__WHAT THE TASK REQUIRES__.
Give back exactly the lines of the entries below from the line with "use std::sync::LazyLock;" to the line with "path.components()", inclusive, and only those.

(DATA FOR PROCESSING Opens)

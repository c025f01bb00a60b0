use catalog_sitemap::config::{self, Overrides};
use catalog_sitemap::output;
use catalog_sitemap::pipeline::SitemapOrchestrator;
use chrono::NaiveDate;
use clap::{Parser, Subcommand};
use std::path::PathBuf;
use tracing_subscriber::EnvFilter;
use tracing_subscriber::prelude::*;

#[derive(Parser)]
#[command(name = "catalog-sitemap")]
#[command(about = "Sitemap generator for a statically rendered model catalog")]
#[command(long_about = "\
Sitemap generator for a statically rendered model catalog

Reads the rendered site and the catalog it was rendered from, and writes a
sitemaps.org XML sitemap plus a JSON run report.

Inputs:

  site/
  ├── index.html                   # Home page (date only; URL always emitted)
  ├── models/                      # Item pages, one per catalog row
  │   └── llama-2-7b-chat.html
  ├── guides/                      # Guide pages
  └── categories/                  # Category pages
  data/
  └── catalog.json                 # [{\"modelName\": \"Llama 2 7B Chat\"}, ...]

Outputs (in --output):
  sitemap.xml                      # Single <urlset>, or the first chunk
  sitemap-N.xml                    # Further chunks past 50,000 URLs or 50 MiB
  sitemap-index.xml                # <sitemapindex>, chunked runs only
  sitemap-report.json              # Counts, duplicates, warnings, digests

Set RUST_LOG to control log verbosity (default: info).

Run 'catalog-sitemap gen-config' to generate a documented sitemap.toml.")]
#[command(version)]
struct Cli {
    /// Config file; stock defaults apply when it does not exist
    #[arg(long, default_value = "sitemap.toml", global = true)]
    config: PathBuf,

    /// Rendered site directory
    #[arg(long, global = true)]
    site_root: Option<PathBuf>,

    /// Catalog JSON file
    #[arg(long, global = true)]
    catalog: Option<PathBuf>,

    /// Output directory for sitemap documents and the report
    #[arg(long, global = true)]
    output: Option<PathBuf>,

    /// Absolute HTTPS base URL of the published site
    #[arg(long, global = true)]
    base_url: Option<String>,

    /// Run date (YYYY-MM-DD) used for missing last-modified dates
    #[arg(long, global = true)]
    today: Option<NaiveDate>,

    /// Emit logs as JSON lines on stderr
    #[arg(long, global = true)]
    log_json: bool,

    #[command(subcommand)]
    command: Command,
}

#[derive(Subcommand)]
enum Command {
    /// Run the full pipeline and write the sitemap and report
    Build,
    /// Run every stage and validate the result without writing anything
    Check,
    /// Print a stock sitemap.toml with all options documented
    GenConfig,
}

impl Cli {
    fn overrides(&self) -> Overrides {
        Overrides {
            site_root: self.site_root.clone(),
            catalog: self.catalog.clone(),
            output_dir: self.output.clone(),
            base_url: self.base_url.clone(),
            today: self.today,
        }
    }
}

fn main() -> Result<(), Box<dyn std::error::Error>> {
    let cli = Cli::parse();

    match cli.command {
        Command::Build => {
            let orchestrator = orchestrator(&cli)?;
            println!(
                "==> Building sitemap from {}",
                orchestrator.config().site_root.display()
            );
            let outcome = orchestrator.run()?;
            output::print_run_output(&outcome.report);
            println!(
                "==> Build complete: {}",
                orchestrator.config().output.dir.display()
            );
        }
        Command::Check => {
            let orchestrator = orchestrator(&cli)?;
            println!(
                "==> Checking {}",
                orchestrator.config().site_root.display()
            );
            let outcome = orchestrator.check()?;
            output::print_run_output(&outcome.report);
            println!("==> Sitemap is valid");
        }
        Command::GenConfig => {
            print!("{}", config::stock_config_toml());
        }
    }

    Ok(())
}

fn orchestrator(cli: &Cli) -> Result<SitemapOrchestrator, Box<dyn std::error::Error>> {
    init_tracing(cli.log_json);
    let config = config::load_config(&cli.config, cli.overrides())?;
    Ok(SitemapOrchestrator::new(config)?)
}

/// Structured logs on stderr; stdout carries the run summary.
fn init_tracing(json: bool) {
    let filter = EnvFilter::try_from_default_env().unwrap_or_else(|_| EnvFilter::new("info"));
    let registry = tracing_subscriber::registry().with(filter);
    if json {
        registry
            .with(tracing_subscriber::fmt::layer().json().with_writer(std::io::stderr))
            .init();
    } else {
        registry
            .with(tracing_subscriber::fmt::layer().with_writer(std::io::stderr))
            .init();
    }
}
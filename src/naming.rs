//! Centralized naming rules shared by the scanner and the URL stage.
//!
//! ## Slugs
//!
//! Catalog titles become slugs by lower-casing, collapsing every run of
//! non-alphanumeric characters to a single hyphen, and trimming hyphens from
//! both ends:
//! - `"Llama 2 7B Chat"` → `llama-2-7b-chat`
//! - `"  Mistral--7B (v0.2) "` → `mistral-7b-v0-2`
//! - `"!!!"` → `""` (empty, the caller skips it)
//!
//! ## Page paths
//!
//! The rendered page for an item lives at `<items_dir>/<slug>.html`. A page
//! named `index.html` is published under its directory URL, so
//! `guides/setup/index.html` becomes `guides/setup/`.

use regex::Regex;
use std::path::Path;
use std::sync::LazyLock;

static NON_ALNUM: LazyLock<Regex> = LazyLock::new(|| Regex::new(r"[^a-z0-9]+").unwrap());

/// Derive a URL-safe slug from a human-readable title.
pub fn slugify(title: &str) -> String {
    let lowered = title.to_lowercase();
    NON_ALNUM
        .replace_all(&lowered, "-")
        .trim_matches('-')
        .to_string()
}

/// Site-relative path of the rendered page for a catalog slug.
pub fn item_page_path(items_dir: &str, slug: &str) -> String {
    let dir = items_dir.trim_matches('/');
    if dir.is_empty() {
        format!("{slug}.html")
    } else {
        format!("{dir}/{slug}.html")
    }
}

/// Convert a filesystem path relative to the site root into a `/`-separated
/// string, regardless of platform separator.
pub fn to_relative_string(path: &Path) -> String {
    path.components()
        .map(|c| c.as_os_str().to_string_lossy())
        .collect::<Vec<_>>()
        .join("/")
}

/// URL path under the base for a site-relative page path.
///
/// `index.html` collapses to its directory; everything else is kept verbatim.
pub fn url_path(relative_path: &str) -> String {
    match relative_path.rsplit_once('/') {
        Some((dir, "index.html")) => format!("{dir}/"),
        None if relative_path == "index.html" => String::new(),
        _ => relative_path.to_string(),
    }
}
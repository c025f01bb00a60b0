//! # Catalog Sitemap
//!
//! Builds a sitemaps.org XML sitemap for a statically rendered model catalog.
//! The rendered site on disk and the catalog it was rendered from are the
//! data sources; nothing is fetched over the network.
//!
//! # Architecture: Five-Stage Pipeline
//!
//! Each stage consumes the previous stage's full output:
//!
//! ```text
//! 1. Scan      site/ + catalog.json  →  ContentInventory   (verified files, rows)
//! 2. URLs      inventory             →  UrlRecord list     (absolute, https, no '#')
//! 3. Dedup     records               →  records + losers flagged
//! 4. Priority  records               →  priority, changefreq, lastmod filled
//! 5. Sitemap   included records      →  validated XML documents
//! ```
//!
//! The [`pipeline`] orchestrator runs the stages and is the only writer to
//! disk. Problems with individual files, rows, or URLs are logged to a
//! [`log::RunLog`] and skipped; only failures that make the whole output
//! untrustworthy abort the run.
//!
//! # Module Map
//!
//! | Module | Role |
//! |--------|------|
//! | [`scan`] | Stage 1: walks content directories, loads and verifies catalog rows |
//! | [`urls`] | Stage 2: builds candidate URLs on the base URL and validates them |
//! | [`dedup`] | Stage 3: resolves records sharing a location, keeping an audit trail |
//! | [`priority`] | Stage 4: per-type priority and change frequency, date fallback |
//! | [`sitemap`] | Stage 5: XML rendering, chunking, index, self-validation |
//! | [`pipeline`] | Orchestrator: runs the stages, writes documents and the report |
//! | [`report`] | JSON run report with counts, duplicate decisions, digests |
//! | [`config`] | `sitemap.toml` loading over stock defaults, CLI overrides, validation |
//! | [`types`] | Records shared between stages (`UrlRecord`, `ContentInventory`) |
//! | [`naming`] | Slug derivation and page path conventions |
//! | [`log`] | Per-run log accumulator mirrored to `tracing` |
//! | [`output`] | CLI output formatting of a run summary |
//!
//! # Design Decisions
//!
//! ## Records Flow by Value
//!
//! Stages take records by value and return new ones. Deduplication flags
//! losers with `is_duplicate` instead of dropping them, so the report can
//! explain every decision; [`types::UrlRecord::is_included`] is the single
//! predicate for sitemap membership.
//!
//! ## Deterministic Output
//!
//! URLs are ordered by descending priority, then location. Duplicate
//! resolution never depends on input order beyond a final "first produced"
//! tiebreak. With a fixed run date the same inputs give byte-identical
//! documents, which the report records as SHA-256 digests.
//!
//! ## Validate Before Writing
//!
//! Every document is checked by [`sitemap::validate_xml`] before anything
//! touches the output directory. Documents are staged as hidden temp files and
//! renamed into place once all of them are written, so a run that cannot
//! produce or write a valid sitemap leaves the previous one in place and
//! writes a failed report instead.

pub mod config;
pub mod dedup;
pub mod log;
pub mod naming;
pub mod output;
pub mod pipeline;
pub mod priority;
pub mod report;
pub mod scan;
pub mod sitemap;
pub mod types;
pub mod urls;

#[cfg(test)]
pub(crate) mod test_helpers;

(DATA FOR PROCESSING Closes)

__TASK ANSWER__.
use std::sync::LazyLock;

static NON_ALNUM: LazyLock<Regex> = LazyLock::new(|| Regex::new(r"[^a-z0-9]+").unwrap());

/// Derive a URL-safe slug from a human-readable title.
pub fn slugify(title: &str) -> String {
    let lowered = title.to_lowercase();
    NON_ALNUM
        .replace_all(&lowered, "-")
        .trim_matches('-')
        .to_string()
}

/// Site-relative path of the rendered page for a catalog slug.
pub fn item_page_path(items_dir: &str, slug: &str) -> String {
    let dir = items_dir.trim_matches('/');
    if dir.is_empty() {
        format!("{slug}.html")
    } else {
        format!("{dir}/{slug}.html")
    }
}

/// Convert a filesystem path relative to the site root into a `/`-separated
/// string, regardless of platform separator.
pub fn to_relative_string(path: &Path) -> String {
    path.components()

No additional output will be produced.